En savoir plus : http://arsindustrialis.org/pharmakon
Pharmakon.fr école de philosophie
Depuis Bernard Stiegler, l’organologie générale désigne un paradigme philosophique pour l’analyse des logiques d’évolutions et des crises d’une société humaine par la relation et les désajustements existants entre trois types d’organes: psychophysiologiques, sociaux et artificiels.
Endosomatique ( à l’intérieur du corps )(psychosomatique)

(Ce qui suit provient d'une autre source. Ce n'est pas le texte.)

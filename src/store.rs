// SPDX-FileCopyrightText: 2025 Jason Pena <jasonpena@awkless.com>
// SPDX-License-Identifier: MIT

//! Board store management and manipulation.
//!
//! Kood groups boards together into one place called the __board store__.
//! The board store knows every storage repository through its
//! [`Registry`], and the user's [`ConfigFile`] through which it tracks the
//! __current board__ and the boards kept in custom repositories.
//!
//! # Board Store Layout
//!
//! Boards are kept in the shared storage repository at
//! `<kood root>/storage` by default, each board being a branch named after
//! the board itself. A board can also be created in a custom repository
//! anywhere on the file system. Its location is recorded in the configuration
//! so later lookups know where to find it.
//!
//! # Current Board
//!
//! The configuration names one board as current. It is only a pointer: the
//! board may have been deleted behind kood's back, in which case resolving it
//! simply finds nothing. Only the top-level entry point resolves the current
//! board. Everything else takes the board to operate on explicitly.

use crate::{
    board::{is_valid_id, Board, BoardRecord, BOARD_FILE},
    config::ConfigFile,
    path::{default_config_path, default_storage_dir},
    registry::Registry,
    repo::{git::Git2Backend, Backend, Change, DEFAULT_BRANCH},
};

use std::{
    collections::BTreeSet,
    fmt::{Display, Formatter, Result as FmtResult},
    path::{Path, PathBuf},
};
use tracing::{debug, info, instrument, warn};

/// Collection of every board reachable through the configuration.
pub struct BoardStore<B = Git2Backend>
where
    B: Backend,
{
    config: ConfigFile,
    registry: Registry<B>,
}

impl BoardStore<Git2Backend> {
    /// Open board store at default locations.
    ///
    /// Loads configuration from `<kood root>/config.toml` and uses
    /// `<kood root>/storage` as shared storage repository.
    ///
    /// # Errors
    ///
    /// - Return [`StoreError::Path`] if the kood root cannot be determined.
    /// - Return [`StoreError::Config`] if configuration cannot be loaded.
    pub fn open_default() -> Result<Self> {
        let config = ConfigFile::load(default_config_path()?)?;
        Ok(Self::new(config, Registry::new(default_storage_dir()?)))
    }
}
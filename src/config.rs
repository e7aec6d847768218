// SPDX-FileCopyrightText: 2025 Jason Pena <jasonpena@awkless.com>
// SPDX-License-Identifier: MIT

//! Configuration layout and persistence.
//!
//! Kood keeps a single small configuration record per user. It names the
//! __current board__, i.e., the board targeted when no board id is given, and
//! the __custom repositories__ that some boards live in instead of the shared
//! storage repository.
//!
//! # General Layout
//!
//! ```toml
//! current_board_id = "groceries"
//!
//! [custom_repos]
//! work = "~/projects/work-boards"
//! ```
//!
//! # Lifecycle
//!
//! The record is loaded once through [`ConfigFile::load`] and handed to
//! whoever needs it. Mutations only touch the in-memory copy. Calling
//! [`ConfigFile::save`] writes the record back if and only if it differs from
//! what was last loaded or saved.
//!
//! # Editor
//!
//! The editor used to edit cards is not part of the record. It comes from the
//! environment, see [`editor`].

use serde::{Deserialize, Serialize};
use std::{
    collections::BTreeMap,
    env,
    fmt::{Display, Error as FmtError, Formatter, Result as FmtResult},
    fs::{read_to_string, write},
    io::ErrorKind,
    path::{Path, PathBuf},
    str::FromStr,
};
use tracing::{debug, instrument};

/// Persisted configuration record.
#[derive(Default, Debug, PartialEq, Eq, Clone, Deserialize, Serialize)]
pub struct Config {
    /// Board implicitly targeted when no board id is given.
    #[serde(default, skip_serializing_if = "Option::is_none")]
    pub current_board_id: Option<String>,

    /// Boards stored outside of the shared storage repository.
    #[serde(default, skip_serializing_if = "BTreeMap::is_empty")]
    pub custom_repos: BTreeMap<String, String>,
}

impl FromStr for Config {
    type Err = ConfigError;

    fn from_str(data: &str) -> Result<Self, Self::Err> {
        let mut config: Config = toml::de::from_str(data).map_err(ConfigError::Deserialize)?;

        // INVARIANT: Perform shell expansion on custom repository locations.
        for location in config.custom_repos.values_mut() {
            *location = shellexpand::full(location.as_str())
                .map_err(ConfigError::ShellExpansion)?
                .into_owned();
        }

        Ok(config)
    }
}

impl Display for Config {
    fn fmt(&self, fmt: &mut Formatter<'_>) -> FmtResult {
        fmt.write_str(
            toml::ser::to_string_pretty(self)
                .map_err(ConfigError::Serialize)?
                .as_str(),
        )
    }
}

/// Configuration record bound to the file it was loaded from.
#[derive(Debug, Clone)]
pub struct ConfigFile {
    path: PathBuf,
    config: Config,
    saved: Config,
}

impl ConfigFile {
    /// Load configuration from target path.
    ///
    /// A missing file is not an error. It yields the default record, which
    /// will only be written out once something changes.
    ///
    /// # Errors
    ///
    /// - Return [`ConfigError::Read`] if the file exists but cannot be read.
    /// - Return [`ConfigError::Deserialize`] if the file is not valid.
    #[instrument(skip(path), level = "debug")]
    pub fn load(path: impl Into<PathBuf>) -> Result<Self> {
        let path = path.into();
        let config = match read_to_string(&path) {
            Ok(data) => data.parse()?,
            Err(err) if err.kind() == ErrorKind::NotFound => {
                debug!("no configuration at {:?}, using defaults", path.display());
                Config::default()
            }
            Err(source) => return Err(ConfigError::Read { source, path }),
        };

        Ok(Self {
            path,
            saved: config.clone(),
            config,
        })
    }

    /// Path configuration is persisted to.
    pub fn path(&self) -> &Path {
        &self.path
    }

    /// Current in-memory record.
    pub fn config(&self) -> &Config {
        &self.config
    }

    /// Check if in-memory record differs from last persisted one.
    pub fn is_changed(&self) -> bool {
        self.config != self.saved
    }

    /// Persist in-memory record if it changed.
    ///
    /// Returns `true` if the file was written.
    ///
    /// # Errors
    ///
    /// - Return [`ConfigError::Write`] if the file or its parent directories
    ///   cannot be written.
    #[instrument(skip(self), level = "debug")]
    pub fn save(&mut self) -> Result<bool> {
        if !self.is_changed() {
            return Ok(false);
        }

        if let Some(parent) = self.path.parent() {
            mkdirp::mkdirp(parent).map_err(|source| ConfigError::Write {
                source,
                path: parent.to_path_buf(),
            })?;
        }

        write(&self.path, self.config.to_string()).map_err(|source| ConfigError::Write {
            source,
            path: self.path.clone(),
        })?;
        debug!("saved configuration to {:?}", self.path.display());
        self.saved = self.config.clone();

        Ok(true)
    }

    /// Id of currently selected board, if any.
    pub fn current_board_id(&self) -> Option<&str> {
        self.config.current_board_id.as_deref()
    }

    /// Select board as the current board.
    ///
    /// Persists only when the selection actually changed. Returns `true` if
    /// the file was written.
    ///
    /// # Errors
    ///
    /// - Return [`ConfigError::Write`] if the record cannot be persisted.
    pub fn select_board(&mut self, board_id: impl Into<String>) -> Result<bool> {
        self.config.current_board_id = Some(board_id.into());
        self.save()
    }

    /// Clear current board selection.
    ///
    /// # Errors
    ///
    /// - Return [`ConfigError::Write`] if the record cannot be persisted.
    pub fn unselect_board(&mut self) -> Result<bool> {
        self.config.current_board_id = None;
        self.save()
    }

    /// Custom repository location of target board, if any.
    pub fn custom_repo(&self, board_id: &str) -> Option<&Path> {
        self.config.custom_repos.get(board_id).map(Path::new)
    }

    /// Record custom repository location for target board.
    ///
    /// Does not persist. Call [`ConfigFile::save`] afterwards.
    pub fn set_custom_repo(&mut self, board_id: impl Into<String>, location: impl AsRef<Path>) {
        self.config.custom_repos.insert(
            board_id.into(),
            location.as_ref().to_string_lossy().into_owned(),
        );
    }

    /// Forget custom repository location of target board.
    ///
    /// Does not persist. Returns `true` if there was a location to forget.
    pub fn remove_custom_repo(&mut self, board_id: &str) -> bool {
        self.config.custom_repos.remove(board_id).is_some()
    }

    /// Locations of every custom repository, paired with their board.
    pub fn custom_repos(&self) -> impl Iterator<Item = (&str, &Path)> {
        self.config
            .custom_repos
            .iter()
            .map(|(id, location)| (id.as_str(), Path::new(location)))
    }
}

/// Environment variables naming the card editor, in order of preference.
pub const EDITOR_VARS: [&str; 2] = ["KOOD_EDITOR", "EDITOR"];

/// Command line of the editor to edit cards with.
///
/// Takes the first of [`EDITOR_VARS`] that is set and not blank.
///
/// # Errors
///
/// - Return [`ConfigError::NoEditor`] if none of them is.
pub fn editor() -> Result<String> {
    EDITOR_VARS
        .iter()
        .filter_map(|var| env::var(var).ok())
        .map(|value| value.trim().to_string())
        .find(|value| !value.is_empty())
        .ok_or(ConfigError::NoEditor)
}

/// Configuration error types.
#[derive(Debug, thiserror::Error)]
pub enum ConfigError {
    /// Failed to deserialize configuration.
    #[error(transparent)]
    Deserialize(#[from] toml::de::Error),

    /// Failed to serialize configuration.
    #[error(transparent)]
    Serialize(#[from] toml::ser::Error),

    /// Failed to perform shell expansion on configuration.
    #[error(transparent)]
    ShellExpansion(#[from] shellexpand::LookupError<std::env::VarError>),

    /// Configuration file exists but cannot be read.
    #[error("failed to read configuration at {:?}", path.display())]
    Read {
        #[source]
        source: std::io::Error,
        path: PathBuf,
    },

    /// No editor is configured.
    #[error("no editor configured, set KOOD_EDITOR or EDITOR")]
    NoEditor,

    /// Configuration file cannot be written.
    #[error("failed to write configuration at {:?}", path.display())]
    Write {
        #[source]
        source: std::io::Error,
        path: PathBuf,
    },
}

impl From<ConfigError> for FmtError {
    fn from(_: ConfigError) -> Self {
        FmtError
    }
}

/// Friendly result alias :3
pub type Result<T, E = ConfigError> = std::result::Result<T, E>;

#[cfg(test)]
mod tests {
    use super::*;
    use indoc::indoc;
    use pretty_assertions::assert_eq;
    use sealed_test::prelude::*;

    #[sealed_test(env = [("BLAH", "/home/blah/blah")])]
    fn deserialize_config() -> anyhow::Result<()> {
        let result: Config = r#"
            current_board_id = "groceries"

            [custom_repos]
            work = "$BLAH/boards"
        "#
        .parse()?;

        let expect = Config {
            current_board_id: Some("groceries".into()),
            custom_repos: BTreeMap::from([("work".into(), "/home/blah/blah/boards".into())]),
        };

        assert_eq!(result, expect);

        Ok(())
    }

    #[test]
    fn serialize_config() {
        let result = Config {
            current_board_id: Some("groceries".into()),
            custom_repos: BTreeMap::from([("work".into(), "/srv/boards".into())]),
        }
        .to_string();

        let expect = indoc! {r#"
            current_board_id = "groceries"

            [custom_repos]
            work = "/srv/boards"
        "#};

        assert_eq!(result, expect);
    }

    #[test]
    fn load_missing_file_yields_defaults() -> anyhow::Result<()> {
        let dir = tempfile::tempdir()?;
        let config = ConfigFile::load(dir.path().join("config.toml"))?;

        assert_eq!(config.config(), &Config::default());
        assert!(!config.is_changed());
        assert!(!dir.path().join("config.toml").exists());

        Ok(())
    }

    #[test]
    fn select_board_persists_only_on_change() -> anyhow::Result<()> {
        let dir = tempfile::tempdir()?;
        let path = dir.path().join("nested").join("config.toml");
        let mut config = ConfigFile::load(&path)?;

        assert!(config.select_board("foo")?);
        assert!(!config.select_board("foo")?);
        assert!(config.select_board("bar")?);

        let reloaded = ConfigFile::load(&path)?;
        assert_eq!(reloaded.current_board_id(), Some("bar"));

        assert!(config.unselect_board()?);
        assert!(!config.unselect_board()?);
        assert_eq!(ConfigFile::load(&path)?.current_board_id(), None);

        Ok(())
    }

    #[test]
    fn custom_repo_requires_explicit_save() -> anyhow::Result<()> {
        let dir = tempfile::tempdir()?;
        let path = dir.path().join("config.toml");
        let mut config = ConfigFile::load(&path)?;

        config.set_custom_repo("work", "/srv/boards");
        assert!(config.is_changed());
        assert!(!path.exists());

        assert!(config.save()?);
        let reloaded = ConfigFile::load(&path)?;
        assert_eq!(reloaded.custom_repo("work"), Some(Path::new("/srv/boards")));
        assert_eq!(reloaded.custom_repo("home"), None);

        Ok(())
    }

    #[sealed_test(env = [("KOOD_EDITOR", "nano -w"), ("EDITOR", "vim")])]
    fn editor_prefers_kood_editor() -> anyhow::Result<()> {
        assert_eq!(editor()?, "nano -w");

        Ok(())
    }

    #[sealed_test(env = [("KOOD_EDITOR", ""), ("EDITOR", "vim")])]
    fn editor_skips_blank_kood_editor() -> anyhow::Result<()> {
        assert_eq!(editor()?, "vim");

        Ok(())
    }

    #[sealed_test(env = [("KOOD_EDITOR", "  "), ("EDITOR", "")])]
    fn editor_missing_is_reported() {
        assert!(matches!(editor(), Err(ConfigError::NoEditor)));
    }
}
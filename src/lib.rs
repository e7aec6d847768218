// SPDX-FileCopyrightText: 2025 Jason Pena <jasonpena@awkless.com>
// SPDX-License-Identifier: MIT

//! Task boards kept in git.
//!
//! Kood is a small kanban tool. Every __board__ is a branch of a git
//! repository, with its __lists__ and __cards__ stored as tracked files on
//! that branch. Boards travel between machines the same way code does,
//! through plain `git pull` and `git push`.
//!
//! # Layout
//!
//! - [`repo`]: storage backend trait, with a libgit2 backed implementation
//!   and an in-memory one.
//! - [`registry`]: where each board lives, and one backend per location.
//! - [`store`]: creating, finding, selecting, and deleting boards.
//! - [`board`]: lists and cards of a single board.
//! - [`sync`]: guarded pull and push of a board.
//! - [`config`]: persisted user configuration.
//! - [`path`]: default file system locations.

pub mod board;
pub mod config;
pub mod path;
pub mod registry;
pub mod repo;
pub mod store;
pub mod sync;

pub use board::{Board, Card, List};
pub use repo::{git::Git2Backend, Backend, GitOutput};
pub use store::{BoardStore, EntityKind, StoreError};
pub use sync::{classify, SyncError, SyncKind, SyncOutcome, Synced};
// SPDX-FileCopyrightText: 2025 Jason Pena <jasonpena@awkless.com>
// SPDX-License-Identifier: MIT

//! In-memory storage repository.
//!
//! Models just enough of git to exercise board storage and the sync guards
//! without touching the file system: branches as path-to-content maps, a
//! checked out branch, a dirty flag standing in for uncommitted work, and a
//! stash stack. Checking out another branch while dirty is refused the same
//! way git refuses to clobber local changes.
//!
//! Remote commands are scripted. Queue results with
//! [`MemoryBackend::script_pull`] and [`MemoryBackend::script_push`]; when
//! nothing is queued, known remotes answer "up to date" and unknown ones fail
//! the way git does. [`MemoryBackend::conflict_on_pull`] makes the next pull
//! stop halfway through a merge, which blocks checkouts until it is aborted.

use crate::repo::{Backend, BackendError, Change, GitOutput, Result, StashId, DEFAULT_BRANCH};

use std::{
    cell::RefCell,
    collections::{BTreeMap, BTreeSet, VecDeque},
    path::{Path, PathBuf},
};

type Tree = BTreeMap<String, String>;

#[derive(Debug, Default)]
struct MemoryState {
    branches: BTreeMap<String, Tree>,
    head: String,
    dirty: bool,
    stashes: Vec<StashId>,
    stash_serial: usize,
    remotes: Vec<String>,
    pull_script: VecDeque<GitOutput>,
    push_script: VecDeque<GitOutput>,
    refuse_checkout: Option<String>,
    conflict_next_pull: bool,
    merging: bool,
    published: BTreeSet<String>,
    calls: Vec<String>,
}

/// Storage repository kept entirely in memory.
#[derive(Debug)]
pub struct MemoryBackend {
    location: PathBuf,
    state: RefCell<MemoryState>,
}

impl MemoryBackend {
    /// Mark working tree as carrying uncommitted changes, or clean it.
    pub fn set_dirty(&self, dirty: bool) {
        self.state.borrow_mut().dirty = dirty;
    }

    /// Check if working tree carries uncommitted changes.
    pub fn is_dirty(&self) -> bool {
        self.state.borrow().dirty
    }

    /// Stash entries currently held, oldest first.
    pub fn stashes(&self) -> Vec<StashId> {
        self.state.borrow().stashes.clone()
    }

    /// Configure a remote.
    pub fn add_remote(&self, name: impl Into<String>) {
        self.state.borrow_mut().remotes.push(name.into());
    }

    /// Queue result of next pull.
    pub fn script_pull(&self, output: GitOutput) {
        self.state.borrow_mut().pull_script.push_back(output);
    }

    /// Queue result of next push.
    pub fn script_push(&self, output: GitOutput) {
        self.state.borrow_mut().push_script.push_back(output);
    }

    /// Make next pull leave a conflicted merge behind.
    pub fn conflict_on_pull(&self) {
        self.state.borrow_mut().conflict_next_pull = true;
    }

    /// Check if a merge is in progress.
    pub fn is_merging(&self) -> bool {
        self.state.borrow().merging
    }

    /// Make every checkout of `target` fail.
    pub fn refuse_checkout(&self, target: impl Into<String>) {
        self.state.borrow_mut().refuse_checkout = Some(target.into());
    }

    /// Names of working tree and remote commands run so far, in order.
    pub fn calls(&self) -> Vec<String> {
        self.state.borrow().calls.clone()
    }

    /// Number of calls whose name starts with `prefix`.
    pub fn count_calls(&self, prefix: &str) -> usize {
        self.state
            .borrow()
            .calls
            .iter()
            .filter(|call| call.starts_with(prefix))
            .count()
    }

    fn record(&self, call: String) {
        self.state.borrow_mut().calls.push(call);
    }

    fn remote_output(&self, remote: &str, scripted: Option<GitOutput>, up_to_date: &str) -> GitOutput {
        if let Some(output) = scripted {
            return output;
        }

        if self.state.borrow().remotes.iter().any(|known| known == remote) {
            GitOutput::new(0, up_to_date, "")
        } else {
            GitOutput::new(
                128,
                "",
                format!(
                    "fatal: '{remote}' does not appear to be a git repository\n\
                     fatal: Could not read from remote repository.\n"
                ),
            )
        }
    }
}

impl Backend for MemoryBackend {
    fn init(location: impl AsRef<Path>) -> Result<Self> {
        Ok(Self {
            location: location.as_ref().to_path_buf(),
            state: RefCell::new(MemoryState {
                head: DEFAULT_BRANCH.into(),
                ..MemoryState::default()
            }),
        })
    }

    fn location(&self) -> &Path {
        &self.location
    }

    fn has_branch(&self, name: &str) -> Result<bool> {
        Ok(self.state.borrow().branches.contains_key(name))
    }

    fn branches(&self) -> Result<Vec<String>> {
        Ok(self.state.borrow().branches.keys().cloned().collect())
    }

    fn create_root_commit(&self) -> Result<()> {
        self.record("root-commit".into());
        self.state
            .borrow_mut()
            .branches
            .insert(DEFAULT_BRANCH.into(), Tree::new());
        Ok(())
    }

    fn ensure_branch(&self, name: &str) -> Result<bool> {
        let mut state = self.state.borrow_mut();
        if state.branches.contains_key(name) {
            return Ok(false);
        }

        let base = state
            .branches
            .get(DEFAULT_BRANCH)
            .cloned()
            .ok_or_else(|| BackendError::BranchNotFound(DEFAULT_BRANCH.into()))?;
        state.branches.insert(name.into(), base);
        Ok(true)
    }

    fn delete_branch(&self, name: &str, force: bool) -> Result<()> {
        self.record(format!("delete-branch {name}"));
        let mut state = self.state.borrow_mut();
        if state.head == name {
            return Err(BackendError::Command {
                command: format!("git branch -D {name}"),
                stderr: format!("error: cannot delete branch '{name}' checked out\n"),
            });
        }

        let tree = state
            .branches
            .get(name)
            .ok_or_else(|| BackendError::BranchNotFound(name.into()))?;
        if !force && state.branches.get(&state.head) != Some(tree) {
            return Err(BackendError::Unmerged(name.into()));
        }

        state.branches.remove(name);
        Ok(())
    }

    fn head(&self) -> Result<String> {
        Ok(self.state.borrow().head.clone())
    }

    fn checkout(&self, target: &str) -> Result<()> {
        self.record(format!("checkout {target}"));
        let mut state = self.state.borrow_mut();
        let refused = state.refuse_checkout.as_deref() == Some(target);
        if refused || !state.branches.contains_key(target) {
            return Err(BackendError::Command {
                command: format!("git checkout {target}"),
                stderr: format!("error: pathspec '{target}' did not match any file(s) known to git\n"),
            });
        }

        if state.merging {
            return Err(BackendError::Command {
                command: format!("git checkout {target}"),
                stderr: "error: you need to resolve your current index first\n".into(),
            });
        }

        if state.dirty && state.head != target {
            return Err(BackendError::Command {
                command: format!("git checkout {target}"),
                stderr: "error: Your local changes to the following files would be overwritten by checkout\n"
                    .into(),
            });
        }

        state.head = target.into();
        Ok(())
    }

    fn reset_hard(&self) -> Result<()> {
        self.record("reset".into());
        self.state.borrow_mut().dirty = false;
        Ok(())
    }

    fn stash_save(&self) -> Result<Option<StashId>> {
        self.record("stash-save".into());
        let mut state = self.state.borrow_mut();
        if !state.dirty {
            return Ok(None);
        }

        state.stash_serial += 1;
        let id = StashId::new(format!("stash-{}", state.stash_serial));
        state.stashes.push(id.clone());
        state.dirty = false;
        Ok(Some(id))
    }

    fn stash_pop(&self, id: &StashId) -> Result<()> {
        self.record(format!("stash-pop {id}"));
        let mut state = self.state.borrow_mut();
        let position = state
            .stashes
            .iter()
            .position(|stash| stash == id)
            .ok_or_else(|| BackendError::UnknownStash(id.clone()))?;
        state.stashes.remove(position);
        state.dirty = true;
        Ok(())
    }

    fn pull(&self, remote: &str, refname: &str) -> Result<GitOutput> {
        self.record(format!("pull {remote} {refname}"));
        let mut state = self.state.borrow_mut();
        if std::mem::take(&mut state.conflict_next_pull) {
            state.merging = true;
            return Ok(GitOutput::new(
                1,
                "Auto-merging lists/todo.toml\n\
                 CONFLICT (content): Merge conflict in lists/todo.toml\n\
                 Automatic merge failed; fix conflicts and then commit the result.\n",
                "",
            ));
        }

        let scripted = state.pull_script.pop_front();
        drop(state);
        Ok(self.remote_output(remote, scripted, "Already up to date.\n"))
    }

    fn push(&self, remote: &str, refname: &str) -> Result<GitOutput> {
        self.record(format!("push {remote} {refname}"));
        let scripted = self.state.borrow_mut().push_script.pop_front();
        let output = self.remote_output(remote, scripted, "Everything up-to-date\n");
        if output.success() {
            self.state.borrow_mut().published.insert(refname.into());
        }

        Ok(output)
    }

    fn abort_merge(&self) -> Result<()> {
        let mut state = self.state.borrow_mut();
        if state.merging {
            state.calls.push("abort-merge".into());
            state.merging = false;
        }

        Ok(())
    }

    fn list_remotes(&self) -> Result<Vec<String>> {
        Ok(self.state.borrow().remotes.clone())
    }

    fn is_published(&self, branch: &str) -> Result<bool> {
        Ok(self.state.borrow().published.contains(branch))
    }

    fn read_file(&self, branch: &str, path: &str) -> Result<Option<String>> {
        Ok(self
            .state
            .borrow()
            .branches
            .get(branch)
            .and_then(|tree| tree.get(path))
            .cloned())
    }

    fn commit(&self, branch: &str, changes: &[Change], _message: &str) -> Result<()> {
        let mut state = self.state.borrow_mut();
        let tree = state
            .branches
            .get_mut(branch)
            .ok_or_else(|| BackendError::BranchNotFound(branch.into()))?;

        for change in changes {
            match change {
                Change::Write { path, contents } => {
                    tree.insert(path.clone(), contents.clone());
                }
                Change::Remove { path } => {
                    tree.remove(path);
                }
            }
        }

        Ok(())
    }
}

#[cfg(test)]
mod tests {
    use super::*;
    use pretty_assertions::assert_eq;

    fn backend() -> MemoryBackend {
        let backend = MemoryBackend::init("/tmp/storage").unwrap();
        backend.create_root_commit().unwrap();
        backend
    }

    #[test]
    fn dirty_checkout_is_refused() {
        let backend = backend();
        backend.ensure_branch("foo").unwrap();
        backend.set_dirty(true);

        assert!(backend.checkout("foo").is_err());
        assert_eq!(backend.head().unwrap(), DEFAULT_BRANCH);

        let stash = backend.stash_save().unwrap().unwrap();
        backend.checkout("foo").unwrap();
        backend.checkout(DEFAULT_BRANCH).unwrap();
        backend.stash_pop(&stash).unwrap();
        assert!(backend.is_dirty());
        assert!(backend.stashes().is_empty());
    }

    #[test]
    fn clean_tree_stashes_nothing() {
        let backend = backend();
        assert_eq!(backend.stash_save().unwrap(), None);
        assert!(backend.stashes().is_empty());
    }

    #[test]
    fn unknown_remote_fails_like_git() {
        let backend = backend();
        backend.add_remote("origin");

        assert!(backend.pull("origin", "foo").unwrap().success());
        let output = backend.push("upstream", "foo").unwrap();
        assert_eq!(output.status, 128);
        assert!(output.stderr.contains("does not appear to be a git repository"));
        assert_eq!(backend.count_calls("p"), 2);
    }

    #[test]
    fn conflicted_pull_blocks_checkout_until_aborted() {
        let backend = backend();
        backend.ensure_branch("foo").unwrap();
        backend.add_remote("origin");
        backend.conflict_on_pull();

        let output = backend.pull("origin", "foo").unwrap();
        assert_eq!(output.status, 1);
        assert!(output.stdout.contains("CONFLICT"));
        assert!(backend.is_merging());
        assert!(backend.checkout("foo").is_err());

        backend.abort_merge().unwrap();
        assert!(!backend.is_merging());
        backend.checkout("foo").unwrap();
        assert!(backend.pull("origin", "foo").unwrap().success());
    }

    #[test]
    fn only_successful_push_publishes() {
        let backend = backend();
        backend.add_remote("origin");

        backend.push("upstream", "foo").unwrap();
        assert!(!backend.is_published("foo").unwrap());

        backend.push("origin", "foo").unwrap();
        assert!(backend.is_published("foo").unwrap());
        assert!(!backend.is_published("bar").unwrap());
    }
}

Organe exosomatique (organe artificiel, en-dehors du corps)
Organogénèse :
définition scientifique : formation des organes au sein d’un être vivant en développement. Ici l’organogénèse de Stiegler combine la génèse du corps humain (et au-delà le corps social) et la génèse des organes techniques, sociaux et psychophysiologiques. (Stiegler défend l’idée que nous vivons une époque où il y a co-évolution des organes exosomatiques non plus avec le corps biologique mais avec le corps social).
Merci infiniment à Ariel Kyrou d’avoir accepté de venir débattre de ce petit livre avec nous et un grand merci à nos invités et au public.